(Dataset records)
//! Restock - a CLI for reconciling inventory allocation XML feeds
//!
//! Restock merges selected records from a master inventory feed into an
//! existing output feed: records are chosen by product-ID prefix, their
//! allocation quantities are zeroed, the merged record list is re-sorted by
//! product ID, and an operator can interactively stamp "back in stock"
//! dates on individual products before the result is written.
//!
//! # Architecture
//!
//! The codebase follows a strict layered architecture:
//!
//! - [`cli`] - Command-line interface layer (parses args, delegates to the
//!   reconcile flow)
//! - [`inventory`] - Domain logic: selection, normalization, merge/sort,
//!   stock-date planning, date-expression parsing
//! - [`xml`] - Small mutable XML tree with indented serialization
//! - [`ui`] - User interaction utilities
//!
//! # Correctness Invariants
//!
//! Restock maintains the following invariants:
//!
//! 1. A record belongs to exactly one document at a time; merging moves
//!    records, it never copies them
//! 2. The output document's records are always sorted ascending by
//!    `product-id` after a merge
//! 3. Interactive stock-date updates are validated in full before any
//!    mutation is applied, so a failed run never leaves a half-updated file
//! 4. Unparseable date expressions abort the run; an invalid date is never
//!    written into the tree

pub mod cli;
pub mod inventory;
pub mod ui;
pub mod xml;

Work to be completed >> Transcribe each line of the data above, unaltered, from the one where "User interaction utilities" appears to the one where "never copies them" appears, inclusive of both.

Solution for this exercise >>
//! - [`ui`] - User interaction utilities
//!
//! # Correctness Invariants
//!
//! Restock maintains the following invariants:
//!
//! 1. A record belongs to exactly one document at a time; merging moves
//!    records, it never copies them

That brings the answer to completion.